How This Momentum Built Up
It was obvious that the IRS was laser focused on the digital asset space in 2019. The financial institution has arguably been slow to regulate the industry. With Bitcoin being around for 11 years, it seems like the IRS is just starting to take taxation more seriously. Towards the end of 2019, we saw many strategic moves by the entity. In November of last year, it was reported that the IRS planned to investigate cryptocurrency and ATM kiosks. Bitcoin ATMs have become quite popular in the last few years. User growth has pushed up demand for new installations across the globe. According to studies, Bitcoin Installations has nearly doubled since 2019. Aside from basic user information, it seems like the IRS was interested in investigating ATMs from a money laundering angle as well.

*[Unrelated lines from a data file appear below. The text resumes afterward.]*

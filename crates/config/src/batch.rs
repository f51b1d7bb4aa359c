// SPDX-License-Identifier: BUSL-1.1
// Copyright (c) 2026 Alfred Jean LLC

//! Batch config: parameter sets that multiply a pipeline into sibling
//! project directories.

use crate::error::ConfigError;
use crate::format::load_mapping;
use crate::value;
use indexmap::IndexMap;
use serde_json::Value;
use std::path::{Path, PathBuf};

/// Name of the index CSV the expander writes beside the batch config.
pub const BATCH_INDEX_FILE: &str = "batch_jobs.csv";

/// One parameter set: a zipped sweep over `args`, substituted into `files`,
/// generating one subdirectory per tuple.
#[derive(Debug, Clone, PartialEq)]
pub struct BatchSet {
    /// Argument lists, zipped in declaration order (all the same length)
    pub args: IndexMap<String, Vec<Value>>,
    /// Config files (relative to the batch dir) to substitute into
    pub files: Vec<PathBuf>,
    /// Prefix for generated subdirectory names
    pub set_tag: String,
}

impl BatchSet {
    /// Number of subdirectories this set generates.
    pub fn len(&self) -> usize {
        self.args.values().next().map(Vec::len).unwrap_or(0)
    }

    pub fn is_empty(&self) -> bool {
        self.len() == 0
    }

    fn validate(&self, key: &str) -> Result<(), ConfigError> {
        let mut lengths = self.args.values().map(Vec::len);
        let first = lengths.next().ok_or(ConfigError::InvalidValue {
            key: key.to_string(),
            message: "set has no args".to_string(),
        })?;
        if first == 0 {
            return Err(ConfigError::InvalidValue {
                key: key.to_string(),
                message: "arg lists are empty".to_string(),
            });
        }
        if lengths.any(|len| len != first) {
            return Err(ConfigError::InvalidValue {
                key: key.to_string(),
                message: "zipped arg lists have mismatched lengths".to_string(),
            });
        }
        if self.files.is_empty() {
            return Err(ConfigError::InvalidValue {
                key: key.to_string(),
                message: "set names no files".to_string(),
            });
        }
        Ok(())
    }
}

/// A parsed batch config: the pipeline it multiplies and its sets.
#[derive(Debug, Clone, PartialEq)]
pub struct BatchSpec {
    pub path: PathBuf,
    /// Pipeline config inside the source project directory
    pub pipeline_config: PathBuf,
    pub sets: Vec<BatchSet>,
}

impl BatchSpec {
    /// Load either form of batch config: a mapping with `pipeline_config` +
    /// `sets`, or a CSV table with one row per generated subdirectory.
    pub fn load(path: &Path) -> Result<Self, ConfigError> {
        if path.extension().and_then(|e| e.to_str()) == Some("csv") {
            Self::load_table(path)
        } else {
            Self::load_sets(path)
        }
    }

    fn load_sets(path: &Path) -> Result<Self, ConfigError> {
        let map = load_mapping(path)?;
        let dir = path.parent().unwrap_or_else(|| Path::new("."));

        let pipeline_config = dir.join(value::require_str(&map, "pipeline_config")?);
        let raw_sets = value::require_sequence(&map, "sets")?;

        let mut sets = Vec::with_capacity(raw_sets.len());
        for (i, raw) in raw_sets.iter().enumerate() {
            let key = format!("sets[{}]", i);
            let entry = raw.as_object().ok_or(ConfigError::WrongType {
                key: key.clone(),
                expected: "mapping",
            })?;

            let args_block = value::opt_mapping(entry, "args")?.ok_or(ConfigError::MissingKey {
                key: format!("{}.args", key),
            })?;
            let mut args = IndexMap::new();
            for (name, lists) in args_block {
                let values = lists.as_array().ok_or(ConfigError::WrongType {
                    key: format!("{}.args.{}", key, name),
                    expected: "sequence",
                })?;
                args.insert(name.clone(), values.clone());
            }

            let files = value::require_sequence(entry, "files")?
                .iter()
                .map(|f| {
                    f.as_str().map(PathBuf::from).ok_or(ConfigError::WrongType {
                        key: format!("{}.files", key),
                        expected: "string path",
                    })
                })
                .collect::<Result<Vec<_>, _>>()?;

            let set = BatchSet {
                args,
                files,
                set_tag: value::opt_str(entry, "set_tag")?.unwrap_or_default().to_string(),
            };
            set.validate(&key)?;
            sets.push(set);
        }

        Ok(BatchSpec {
            path: path.to_path_buf(),
            pipeline_config,
            sets,
        })
    }

    /// Tabular form: reserved columns `set_tag`, `pipeline_config`, `files`;
    /// every other column is a parameter. Each row generates exactly one
    /// subdirectory, so it becomes a one-tuple set.
    fn load_table(path: &Path) -> Result<Self, ConfigError> {
        let display = path.display().to_string();
        let dir = path.parent().unwrap_or_else(|| Path::new("."));
        let table_err = |message: String| ConfigError::BatchIndex {
            path: display.clone(),
            message,
        };

        let mut reader =
            csv::Reader::from_path(path).map_err(|e| table_err(e.to_string()))?;
        let headers = reader
            .headers()
            .map_err(|e| table_err(e.to_string()))?
            .clone();

        for required in ["set_tag", "pipeline_config", "files"] {
            if !headers.iter().any(|h| h == required) {
                return Err(table_err(format!("missing reserved column: {}", required)));
            }
        }

        let mut pipeline_config = None;
        let mut sets = Vec::new();
        for (row_idx, row) in reader.records().enumerate() {
            let row = row.map_err(|e| table_err(e.to_string()))?;
            let field = |name: &str| -> &str {
                headers
                    .iter()
                    .position(|h| h == name)
                    .and_then(|i| row.get(i))
                    .unwrap_or_default()
                    .trim()
            };

            let row_pipeline = dir.join(field("pipeline_config"));
            match &pipeline_config {
                None => pipeline_config = Some(row_pipeline),
                Some(existing) if *existing != row_pipeline => {
                    return Err(table_err(format!(
                        "row {}: pipeline_config differs from earlier rows",
                        row_idx + 1
                    )));
                }
                Some(_) => {}
            }

            let mut args = IndexMap::new();
            for (i, header) in headers.iter().enumerate() {
                if matches!(header, "set_tag" | "pipeline_config" | "files") {
                    continue;
                }
                let raw = row.get(i).unwrap_or_default().trim();
                args.insert(header.to_string(), vec![parse_cell(raw)]);
            }

            let set = BatchSet {
                args,
                files: parse_files_cell(field("files")),
                set_tag: field("set_tag").to_string(),
            };
            set.validate(&format!("row {}", row_idx + 1))?;
            sets.push(set);
        }

        Ok(BatchSpec {
            path: path.to_path_buf(),
            pipeline_config: pipeline_config
                .ok_or_else(|| table_err("table has no rows".to_string()))?,
            sets,
        })
    }

    /// Directory the batch config lives in; subdirectories are created here.
    pub fn dir(&self) -> &Path {
        self.path.parent().unwrap_or_else(|| Path::new("."))
    }
}

/// Cells are JSON scalars when they parse as such, strings otherwise.
fn parse_cell(raw: &str) -> Value {
    serde_json::from_str(raw).unwrap_or_else(|_| Value::String(raw.to_string()))
}

/// The `files` cell is a JSON list, or a `;`-separated path list.
fn parse_files_cell(raw: &str) -> Vec<PathBuf> {
    if let Ok(list) = serde_json::from_str::<Vec<String>>(raw) {
        return list.into_iter().map(PathBuf::from).collect();
    }
    raw.split(';')
        .map(str::trim)
        .filter(|s| !s.is_empty())
        .map(PathBuf::from)
        .collect()
}

#[cfg(test)]
#[path = "batch_tests.rs"]
mod tests;
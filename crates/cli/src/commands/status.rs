// SPDX-License-Identifier: BUSL-1.1
// Copyright (c) 2026 Alfred Jean LLC

//! `swath status` - tabulate the status store.

use crate::table;
use anyhow::Result;
use clap::Args;
use swath_core::{format_runtime, TaskState};
use swath_store::StatusStore;

#[derive(Args)]
pub struct StatusArgs {
    /// Only show these steps
    #[arg(value_name = "STEP")]
    steps: Vec<String>,

    /// Only show tasks in these states
    #[arg(short = 's', long = "state", value_name = "STATE")]
    states: Vec<TaskState>,

    /// Raw JSON instead of a table
    #[arg(long)]
    json: bool,
}

pub fn run(args: StatusArgs) -> Result<()> {
    let cwd = std::env::current_dir()?;
    let store = StatusStore::open(&cwd)?;

    let mut rows = Vec::new();
    let mut json_steps = serde_json::Map::new();
    for (step, tag, entry) in store.summary(None) {
        if !args.steps.is_empty() && !args.steps.iter().any(|s| s == step) {
            continue;
        }
        if !args.states.is_empty() && !args.states.contains(&entry.state) {
            continue;
        }
        if args.json {
            let tasks = json_steps
                .entry(step.to_string())
                .or_insert_with(|| serde_json::Value::Object(serde_json::Map::new()));
            if let Some(tasks) = tasks.as_object_mut() {
                tasks.insert(tag.to_string(), serde_json::to_value(entry)?);
            }
            continue;
        }
        rows.push(vec![
            step.to_string(),
            tag.to_string(),
            entry.job_id.clone().unwrap_or_else(|| "-".to_string()),
            entry.state.to_string(),
            entry
                .total_runtime
                .map(format_runtime)
                .unwrap_or_else(|| "-".to_string()),
        ]);
    }

    if args.json {
        println!(
            "{}",
            serde_json::to_string_pretty(&serde_json::Value::Object(json_steps))?
        );
        return Ok(());
    }

    if rows.is_empty() {
        println!("no status recorded in {}", cwd.display());
        return Ok(());
    }
    print!(
        "{}",
        table::render(&["step", "tag", "job_id", "state", "runtime"], &rows)
    );
    if let Some(pid) = store.monitor_pid() {
        println!("\nmonitor active (pid {})", pid);
    }
    Ok(())
}
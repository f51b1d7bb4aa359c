// SPDX-License-Identifier: BUSL-1.1
// Copyright (c) 2026 Alfred Jean LLC

//! Format detection and load/dump for config files.
//!
//! Everything parses into `serde_json::Value` (with `preserve_order`, so
//! mapping order survives round-trips). Load-dump-load is identity modulo
//! comments, which only JSON5 carries and which are not preserved.

use crate::error::ConfigError;
use serde_json::{Map, Value};
use std::path::Path;

/// Supported config file formats, detected by extension.
#[derive(Debug, Clone, Copy, PartialEq, Eq)]
pub enum ConfigFormat {
    Json,
    /// JSON with comments (`.json5` / `.jsonc`)
    Json5,
    Yaml,
    Toml,
}

impl ConfigFormat {
    pub fn from_path(path: &Path) -> Result<Self, ConfigError> {
        let ext = path
            .extension()
            .and_then(|e| e.to_str())
            .unwrap_or_default()
            .to_ascii_lowercase();
        match ext.as_str() {
            "json" => Ok(ConfigFormat::Json),
            "json5" | "jsonc" => Ok(ConfigFormat::Json5),
            "yaml" | "yml" => Ok(ConfigFormat::Yaml),
            "toml" => Ok(ConfigFormat::Toml),
            _ => Err(ConfigError::UnsupportedFormat {
                path: path.display().to_string(),
            }),
        }
    }

    pub fn name(&self) -> &'static str {
        match self {
            ConfigFormat::Json => "json",
            ConfigFormat::Json5 => "json5",
            ConfigFormat::Yaml => "yaml",
            ConfigFormat::Toml => "toml",
        }
    }

    /// Canonical extension for template emission.
    pub fn extension(&self) -> &'static str {
        match self {
            ConfigFormat::Json => "json",
            ConfigFormat::Json5 => "json5",
            ConfigFormat::Yaml => "yaml",
            ConfigFormat::Toml => "toml",
        }
    }

    /// Parse `text` into a value tree. `path` is only used in errors.
    pub fn parse(&self, text: &str, path: &Path) -> Result<Value, ConfigError> {
        let parse_err = |message: String| ConfigError::Parse {
            path: path.display().to_string(),
            format: self.name(),
            message,
        };
        match self {
            ConfigFormat::Json => serde_json::from_str(text).map_err(|e| parse_err(e.to_string())),
            ConfigFormat::Json5 => json5::from_str(text).map_err(|e| parse_err(e.to_string())),
            ConfigFormat::Yaml => serde_yaml::from_str(text).map_err(|e| parse_err(e.to_string())),
            ConfigFormat::Toml => {
                let table: toml::Value =
                    toml::from_str(text).map_err(|e| parse_err(e.to_string()))?;
                serde_json::to_value(table).map_err(|e| parse_err(e.to_string()))
            }
        }
    }

    /// Render a value tree in this format.
    pub fn render(&self, value: &Value) -> Result<String, ConfigError> {
        let render_err = |message: String| ConfigError::Render {
            format: self.name(),
            message,
        };
        match self {
            // comments are not preserved, so json5 renders as plain json
            ConfigFormat::Json | ConfigFormat::Json5 => {
                let mut text =
                    serde_json::to_string_pretty(value).map_err(|e| render_err(e.to_string()))?;
                text.push('\n');
                Ok(text)
            }
            ConfigFormat::Yaml => serde_yaml::to_string(value).map_err(|e| render_err(e.to_string())),
            ConfigFormat::Toml => {
                toml::to_string_pretty(value).map_err(|e| render_err(e.to_string()))
            }
        }
    }
}

/// Load any supported config file into a value tree.
pub fn load(path: &Path) -> Result<Value, ConfigError> {
    let format = ConfigFormat::from_path(path)?;
    let text = std::fs::read_to_string(path).map_err(|source| ConfigError::Io {
        path: path.display().to_string(),
        source,
    })?;
    format.parse(&text, path)
}

/// Load a config file that must be a mapping at the top level.
pub fn load_mapping(path: &Path) -> Result<Map<String, Value>, ConfigError> {
    match load(path)? {
        Value::Object(map) => Ok(map),
        _ => Err(ConfigError::NotAMapping {
            path: path.display().to_string(),
        }),
    }
}

/// Write a value tree to `path` in the format its extension names.
pub fn dump(path: &Path, value: &Value) -> Result<(), ConfigError> {
    let format = ConfigFormat::from_path(path)?;
    let text = format.render(value)?;
    std::fs::write(path, text).map_err(|source| ConfigError::Io {
        path: path.display().to_string(),
        source,
    })
}

#[cfg(test)]
#[path = "format_tests.rs"]
mod tests;
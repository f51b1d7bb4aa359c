// SPDX-License-Identifier: BUSL-1.1
// Copyright (c) 2026 Alfred Jean LLC

//! `swath batch` - expand a parameter sweep and drive it.

use anyhow::{Context, Result};
use clap::Args;
use std::path::PathBuf;
use swath_config::BatchSpec;
use swath_core::SystemClock;
use swath_engine::{delete_batch, run_batch, BatchOptions, Registry};

use crate::logging;

#[derive(Args)]
pub struct BatchArgs {
    /// Batch config file (sets mapping or CSV table)
    #[arg(short = 'c', long = "config", value_name = "FILE", required = true)]
    config: PathBuf,

    /// Expand directories and write the index without submitting
    #[arg(long = "dry")]
    dry: bool,

    /// Remove the index CSV and every directory it names
    #[arg(long, conflicts_with_all = ["dry", "monitor_background"])]
    delete: bool,

    /// Detach one background monitor per generated pipeline
    #[arg(long = "monitor-background")]
    monitor_background: bool,
}

pub async fn run(args: BatchArgs, registry: &Registry, verbose: bool) -> Result<()> {
    let _guard = logging::init(None, None, verbose);
    let spec = BatchSpec::load(&args.config)?;

    if args.delete {
        let removed = delete_batch(&spec)?;
        println!("removed {} batch directories", removed);
        return Ok(());
    }

    let opts = BatchOptions {
        dry_run: args.dry,
        monitor_background: args.monitor_background,
        program: std::env::current_exe().context("cannot resolve the swath binary")?,
        verbose,
    };
    let results = run_batch(&spec, registry, &opts, &SystemClock).await?;

    if args.dry {
        println!("dry run: {} directories ready, nothing submitted", results.len());
    } else if args.monitor_background {
        println!("{} background monitors started", results.len());
    } else {
        println!("batch of {} pipelines invoked", results.len());
    }
    for (dir, _) in &results {
        println!("  {}", dir.display());
    }
    Ok(())
}
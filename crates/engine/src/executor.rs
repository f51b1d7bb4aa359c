// SPDX-License-Identifier: BUSL-1.1
// Copyright (c) 2026 Alfred Jean LLC

//! The pipeline executor: a state machine over the ordered step list.
//!
//! Each invocation reconciles the status store against the scheduler,
//! finds the first step that is not done, and acts on it: dispatch a
//! pending step, wait on an active one, re-dispatch only the failed tasks
//! of a failed one. Monitor mode loops invocations; background mode is a
//! detached monitor guarded by a pid token in the status store.

use crate::dispatch::{dispatch_step, DispatchOptions, DispatchOutcome};
use crate::process::process_exists;
use crate::registry::Registry;
use crate::EngineError;
use std::collections::HashSet;
use std::path::{Path, PathBuf};
use std::time::Duration;
use swath_config::{is_pipeline_config, PipelineSpec};
use swath_core::{Clock, StepState, TaskState};
use swath_hpc::Backend;
use swath_store::StatusStore;

/// Default sleep between monitor polls.
pub const DEFAULT_POLL: Duration = Duration::from_secs(30);

/// Driver-wide executor settings.
#[derive(Debug, Clone)]
pub struct ExecOptions {
    /// Program name for generated command lines
    pub program: String,
    pub verbose: bool,
}

impl ExecOptions {
    fn dispatch(&self) -> DispatchOptions {
        DispatchOptions {
            program: self.program.clone(),
            verbose: self.verbose,
        }
    }
}

/// What one executor invocation found or did.
#[derive(Debug, Clone)]
pub enum CycleOutcome {
    /// The pipeline has zero steps
    Empty,
    /// Every step is done
    Done,
    /// The current step still has live tasks
    Active { step: String },
    /// A pending step was dispatched
    Dispatched { step: String, outcome: DispatchOutcome },
    /// A failed step had its failed tasks re-submitted
    Resubmitted { step: String, outcome: DispatchOutcome },
}

/// One executor invocation (the one-shot mode).
///
/// `as_monitor` carries the monitor's own pid so its cycles pass the
/// double-drive guard it registered.
pub async fn run_once(
    pipeline: &PipelineSpec,
    registry: &Registry,
    opts: &ExecOptions,
    clock: &impl Clock,
    as_monitor: Option<u32>,
) -> Result<CycleOutcome, EngineError> {
    if pipeline.steps.is_empty() {
        return Ok(CycleOutcome::Empty);
    }

    let mut store = StatusStore::open(pipeline.project_dir())?;

    // refuse to double-drive a project a live monitor owns
    if let Some(pid) = store.monitor_pid() {
        if as_monitor != Some(pid) {
            if process_exists(pid) {
                return Err(EngineError::MonitorActive { pid });
            }
            tracing::warn!(pid, "clearing stale monitor token (process is gone)");
            store.set_monitor(None, clock)?;
        }
    }

    reconcile(&mut store, clock).await?;

    for step in &pipeline.steps {
        let state = step_state(&store, &step.alias);
        match state {
            StepState::Done => {
                // the store only knows the tasks that were ever dispatched;
                // re-enumerate through the dispatcher's dedupe so a split
                // that grew since the step completed still fans out. With
                // nothing new, every task skips and the step stays done.
                let outcome = dispatch_step(
                    &mut store,
                    registry,
                    &step.alias,
                    step.command_name(),
                    &step.config_path,
                    &opts.dispatch(),
                    clock,
                    None,
                )
                .await?;
                if outcome.submitted.is_empty() {
                    continue;
                }
                tracing::info!(
                    step = %step.alias,
                    count = outcome.submitted.len(),
                    "completed step enumerated new tasks"
                );
                return Ok(CycleOutcome::Dispatched {
                    step: step.alias.clone(),
                    outcome,
                });
            }
            StepState::Active => {
                return Ok(CycleOutcome::Active {
                    step: step.alias.clone(),
                })
            }
            StepState::Pending => {
                let outcome = dispatch_step(
                    &mut store,
                    registry,
                    &step.alias,
                    step.command_name(),
                    &step.config_path,
                    &opts.dispatch(),
                    clock,
                    None,
                )
                .await?;
                return Ok(CycleOutcome::Dispatched {
                    step: step.alias.clone(),
                    outcome,
                });
            }
            StepState::Failed => {
                let failed: HashSet<String> = store
                    .step(&step.alias)
                    .map(|tasks| {
                        tasks
                            .iter()
                            .filter(|(_, e)| e.state == TaskState::Failed)
                            .map(|(tag, _)| tag.clone())
                            .collect()
                    })
                    .unwrap_or_default();
                tracing::info!(step = %step.alias, count = failed.len(), "re-submitting failed tasks");
                let outcome = dispatch_step(
                    &mut store,
                    registry,
                    &step.alias,
                    step.command_name(),
                    &step.config_path,
                    &opts.dispatch(),
                    clock,
                    Some(&failed),
                )
                .await?;
                return Ok(CycleOutcome::Resubmitted {
                    step: step.alias.clone(),
                    outcome,
                });
            }
        }
    }
    Ok(CycleOutcome::Done)
}

/// Foreground monitor: loop invocations with a bounded sleep until the
/// final step is done or a step fails twice in one session.
///
/// The monitor registers its pid in the status store so one-shot
/// invocations refuse to double-drive, and clears it on the way out.
pub async fn monitor(
    pipeline: &PipelineSpec,
    registry: &Registry,
    opts: &ExecOptions,
    poll: Duration,
    clock: &impl Clock,
) -> Result<CycleOutcome, EngineError> {
    let pid = std::process::id();
    {
        let mut store = StatusStore::open(pipeline.project_dir())?;
        if let Some(existing) = store.monitor_pid() {
            if existing != pid && process_exists(existing) {
                return Err(EngineError::MonitorActive { pid: existing });
            }
        }
        store.set_monitor(Some(pid), clock)?;
    }

    // one re-submission per step per session; a second failure is terminal
    let mut resubmitted: HashSet<String> = HashSet::new();
    let result = loop {
        let outcome = run_once(pipeline, registry, opts, clock, Some(pid)).await;
        match outcome {
            Err(e) => break Err(e),
            Ok(CycleOutcome::Done) => break Ok(CycleOutcome::Done),
            Ok(CycleOutcome::Empty) => break Ok(CycleOutcome::Empty),
            Ok(CycleOutcome::Resubmitted { step, outcome }) => {
                if !resubmitted.insert(step.clone()) {
                    break Err(EngineError::StepFailed { step });
                }
                tracing::info!(%step, submitted = outcome.submitted.len(), "monitor re-submitted");
            }
            Ok(CycleOutcome::Active { .. }) | Ok(CycleOutcome::Dispatched { .. }) => {}
        }

        if let Ok(mut store) = StatusStore::open(pipeline.project_dir()) {
            let _ = store.touch_monitor(clock);
        }
        tokio::time::sleep(poll).await;
    };

    if let Ok(mut store) = StatusStore::open(pipeline.project_dir()) {
        let _ = store.set_monitor(None, clock);
    }
    result
}

/// Detach a monitor process that outlives the parent shell. Returns its
/// pid; liveness is tracked through the status store token the monitor
/// registers itself.
pub fn spawn_background_monitor(
    program: &Path,
    pipeline_config: &Path,
    verbose: bool,
) -> Result<u32, EngineError> {
    let mut cmd = std::process::Command::new(program);
    cmd.arg("pipeline")
        .arg("-c")
        .arg(pipeline_config)
        .arg("--monitor")
        .stdin(std::process::Stdio::null())
        .stdout(std::process::Stdio::null())
        .stderr(std::process::Stdio::null());
    if verbose {
        cmd.arg("-v");
    }

    let child = cmd
        .spawn()
        .map_err(|e| EngineError::Io(format!("could not spawn background monitor: {}", e)))?;
    let pid = child.id();
    tracing::info!(pid, config = %pipeline_config.display(), "background monitor started");
    Ok(pid)
}

/// Find the pipelines under `root` for recursive execution: each immediate
/// subdirectory containing exactly one pipeline-config file. Zero or
/// multiple matches skip the directory with a warning.
pub fn discover_pipelines(root: &Path) -> Result<Vec<PathBuf>, EngineError> {
    let mut found = Vec::new();
    let entries = std::fs::read_dir(root).map_err(|e| EngineError::io(root, e))?;
    for dirent in entries {
        let dirent = dirent.map_err(|e| EngineError::io(root, e))?;
        let dir = dirent.path();
        if !dir.is_dir() {
            continue;
        }

        let mut matches = Vec::new();
        let children = std::fs::read_dir(&dir).map_err(|e| EngineError::io(&dir, e))?;
        for child in children {
            let child = child.map_err(|e| EngineError::io(&dir, e))?;
            let path = child.path();
            let name = child.file_name();
            if path.is_file() && is_pipeline_config(&name.to_string_lossy()) {
                matches.push(path);
            }
        }

        match matches.len() {
            1 => found.extend(matches),
            0 => tracing::debug!(dir = %dir.display(), "no pipeline config, skipping"),
            n => tracing::warn!(dir = %dir.display(), n, "multiple pipeline configs, skipping"),
        }
    }
    found.sort();
    Ok(found)
}

/// Run one executor invocation in every discovered sub-pipeline.
pub async fn run_recursive(
    root: &Path,
    registry: &Registry,
    opts: &ExecOptions,
    clock: &impl Clock,
) -> Result<Vec<(PathBuf, CycleOutcome)>, EngineError> {
    let mut results = Vec::new();
    for config in discover_pipelines(root)? {
        let pipeline = PipelineSpec::load(&config)?;
        let outcome = run_once(&pipeline, registry, opts, clock, None).await?;
        results.push((config, outcome));
    }
    Ok(results)
}

/// Aggregate the tasks the store has recorded for a step. `Done` here only
/// means every *known* task succeeded; `run_once` re-enumerates done steps
/// against their current config before moving past them.
fn step_state(store: &StatusStore, alias: &str) -> StepState {
    store
        .step(alias)
        .map(|tasks| StepState::aggregate(tasks.values().map(|e| &e.state)))
        .unwrap_or(StepState::Pending)
}

/// Reconcile the store against the scheduler queue. The queue is fetched
/// once, and only when some live entry was actually submitted to a
/// scheduler (local job ids never outlive their submit call).
async fn reconcile(store: &mut StatusStore, clock: &impl Clock) -> Result<(), EngineError> {
    let needs_scheduler = store.steps().any(|(_, tasks)| {
        tasks.values().any(|e| {
            e.state.is_live()
                && e.job_id
                    .as_deref()
                    .map(|id| !id.starts_with("local-"))
                    .unwrap_or(false)
        })
    });

    let live = if needs_scheduler {
        Backend::Slurm.live_jobs().await?
    } else {
        HashSet::new()
    };
    store.reconcile(&live, clock)?;
    Ok(())
}

#[cfg(test)]
#[path = "executor_tests.rs"]
mod tests;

In December of 2019, it was also reported that the IRS has introduced new tax forms that would specifically target cryptocurrency users. The updated tax forms would now ask filers if “At any time during 2019, did you receive, sell, send, exchange or otherwise acquire any financial interest in any virtual currency?” This announcement was extremely relevant, because it was basically the IRS telling filers that they plan to crack down on cryptocurrency use. Despite this being a yes or no question, there’s numerous activities that could justify one or the other. This is why it was crucial that digital asset users were seeking tax advice.
It will be interesting to see the connection between crypto and audits, in terms of IRS volume in 2020. With the way the tax code is structured, this could be relatively hard to assess. The reason for this is because the IRS usually has 3 years from a filing to flag a return. People who filed taxes in 2016 are still liable to receive an audit in 2020 based on the code. You might not see a huge spike in 2020, but with the IRS actions in 2019 and their recent outreach to cryptocurrency accounting firms, it’s obvious that the institution plans to make a splash in the near future.